◆ Input records ◆
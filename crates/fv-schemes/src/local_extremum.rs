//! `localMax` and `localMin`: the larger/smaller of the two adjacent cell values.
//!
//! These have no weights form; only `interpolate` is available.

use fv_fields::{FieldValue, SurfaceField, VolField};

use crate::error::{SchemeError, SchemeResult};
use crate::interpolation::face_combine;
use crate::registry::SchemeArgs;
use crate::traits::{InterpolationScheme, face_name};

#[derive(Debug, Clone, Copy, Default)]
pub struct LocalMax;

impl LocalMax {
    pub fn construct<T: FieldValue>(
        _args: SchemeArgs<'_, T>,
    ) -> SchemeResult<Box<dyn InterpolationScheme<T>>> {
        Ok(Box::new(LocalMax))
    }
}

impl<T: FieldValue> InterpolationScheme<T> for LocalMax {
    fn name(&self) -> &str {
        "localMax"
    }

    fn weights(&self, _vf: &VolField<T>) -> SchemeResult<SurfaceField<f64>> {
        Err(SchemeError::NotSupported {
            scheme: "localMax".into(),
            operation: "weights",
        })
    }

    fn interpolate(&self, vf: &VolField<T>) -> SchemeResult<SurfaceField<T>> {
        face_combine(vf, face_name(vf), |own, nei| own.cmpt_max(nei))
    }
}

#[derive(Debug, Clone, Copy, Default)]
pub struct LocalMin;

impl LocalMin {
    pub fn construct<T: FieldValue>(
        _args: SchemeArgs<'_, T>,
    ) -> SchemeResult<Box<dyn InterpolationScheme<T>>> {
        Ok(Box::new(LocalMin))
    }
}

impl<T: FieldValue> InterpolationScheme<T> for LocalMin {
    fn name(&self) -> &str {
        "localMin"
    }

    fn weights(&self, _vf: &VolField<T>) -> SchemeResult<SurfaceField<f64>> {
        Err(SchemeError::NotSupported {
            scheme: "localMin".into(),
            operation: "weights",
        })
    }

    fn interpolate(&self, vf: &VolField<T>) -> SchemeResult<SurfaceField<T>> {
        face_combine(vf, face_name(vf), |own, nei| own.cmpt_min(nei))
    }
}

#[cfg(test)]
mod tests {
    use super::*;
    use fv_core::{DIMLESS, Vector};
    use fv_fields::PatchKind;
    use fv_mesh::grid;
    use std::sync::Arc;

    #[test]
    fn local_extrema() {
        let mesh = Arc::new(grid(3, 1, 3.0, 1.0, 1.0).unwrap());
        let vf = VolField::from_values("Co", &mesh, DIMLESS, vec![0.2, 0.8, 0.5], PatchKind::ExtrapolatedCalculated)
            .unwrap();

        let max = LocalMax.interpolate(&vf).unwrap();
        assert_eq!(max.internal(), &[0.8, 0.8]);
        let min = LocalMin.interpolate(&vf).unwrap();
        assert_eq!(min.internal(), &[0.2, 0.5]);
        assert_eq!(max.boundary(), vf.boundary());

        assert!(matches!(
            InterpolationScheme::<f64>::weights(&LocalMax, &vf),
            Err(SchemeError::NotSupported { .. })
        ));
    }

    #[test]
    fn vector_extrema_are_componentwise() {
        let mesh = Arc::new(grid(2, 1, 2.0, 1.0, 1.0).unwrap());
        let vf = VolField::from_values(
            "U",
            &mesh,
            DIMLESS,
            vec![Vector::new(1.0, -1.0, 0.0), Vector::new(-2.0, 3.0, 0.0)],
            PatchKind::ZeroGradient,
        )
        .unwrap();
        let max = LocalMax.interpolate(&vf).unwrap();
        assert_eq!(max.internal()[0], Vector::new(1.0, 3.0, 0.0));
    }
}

◆ Your task ◆
Set down each entry exactly, leaving none out.

◆ Your response ◆
filename crates/fv-schemes/src/local_extremum.rs
//! `localMax` and `localMin`: the larger/smaller of the two adjacent cell values.
//!
//! These have no weights form; only `interpolate` is available.

use fv_fields::{FieldValue, SurfaceField, VolField};

use crate::error::{SchemeError, SchemeResult};
use crate::interpolation::face_combine;
use crate::registry::SchemeArgs;
use crate::traits::{InterpolationScheme, face_name};

#[derive(Debug, Clone, Copy, Default)]
pub struct LocalMax;

impl LocalMax {
    pub fn construct<T: FieldValue>(
        _args: SchemeArgs<'_, T>,
    ) -> SchemeResult<Box<dyn InterpolationScheme<T>>> {
        Ok(Box::new(LocalMax))
    }
}

impl<T: FieldValue> InterpolationScheme<T> for LocalMax {
    fn name(&self) -> &str {
        "localMax"
    }

    fn weights(&self, _vf: &VolField<T>) -> SchemeResult<SurfaceField<f64>> {
        Err(SchemeError::NotSupported {
            scheme: "localMax".into(),
            operation: "weights",
        })
    }

    fn interpolate(&self, vf: &VolField<T>) -> SchemeResult<SurfaceField<T>> {
        face_combine(vf, face_name(vf), |own, nei| own.cmpt_max(nei))
    }
}

#[derive(Debug, Clone, Copy, Default)]
pub struct LocalMin;

impl LocalMin {
    pub fn construct<T: FieldValue>(
        _args: SchemeArgs<'_, T>,
    ) -> SchemeResult<Box<dyn InterpolationScheme<T>>> {
        Ok(Box::new(LocalMin))
    }
}

impl<T: FieldValue> InterpolationScheme<T> for LocalMin {
    fn name(&self) -> &str {
        "localMin"
    }

    fn weights(&self, _vf: &VolField<T>) -> SchemeResult<SurfaceField<f64>> {
        Err(SchemeError::NotSupported {
            scheme: "localMin".into(),
            operation: "weights",
        })
    }

    fn interpolate(&self, vf: &VolField<T>) -> SchemeResult<SurfaceField<T>> {
        face_combine(vf, face_name(vf), |own, nei| own.cmpt_min(nei))
    }
}

#[cfg(test)]
mod tests {
    use super::*;
    use fv_core::{DIMLESS, Vector};
    use fv_fields::PatchKind;
    use fv_mesh::grid;
    use std::sync::Arc;

    #[test]
    fn local_extrema() {
        let mesh = Arc::new(grid(3, 1, 3.0, 1.0, 1.0).unwrap());
        let vf = VolField::from_values("Co", &mesh, DIMLESS, vec![0.2, 0.8, 0.5], PatchKind::ExtrapolatedCalculated)
            .unwrap();

        let max = LocalMax.interpolate(&vf).unwrap();
        assert_eq!(max.internal(), &[0.8, 0.8]);
        let min = LocalMin.interpolate(&vf).unwrap();
        assert_eq!(min.internal(), &[0.2, 0.5]);
        assert_eq!(max.boundary(), vf.boundary());

        assert!(matches!(
            InterpolationScheme::<f64>::weights(&LocalMax, &vf),
            Err(SchemeError::NotSupported { .. })
        ));
    }

    #[test]
    fn vector_extrema_are_componentwise() {
        let mesh = Arc::new(grid(2, 1, 2.0, 1.0, 1.0).unwrap());
        let vf = VolField::from_values(
            "U",
            &mesh,
            DIMLESS,
            vec![Vector::new(1.0, -1.0, 0.0), Vector::new(-2.0, 3.0, 0.0)],
            PatchKind::ZeroGradient,
        )
        .unwrap();
        let max = LocalMax.interpolate(&vf).unwrap();
        assert_eq!(max.internal()[0], Vector::new(1.0, 3.0, 0.0));
    }
}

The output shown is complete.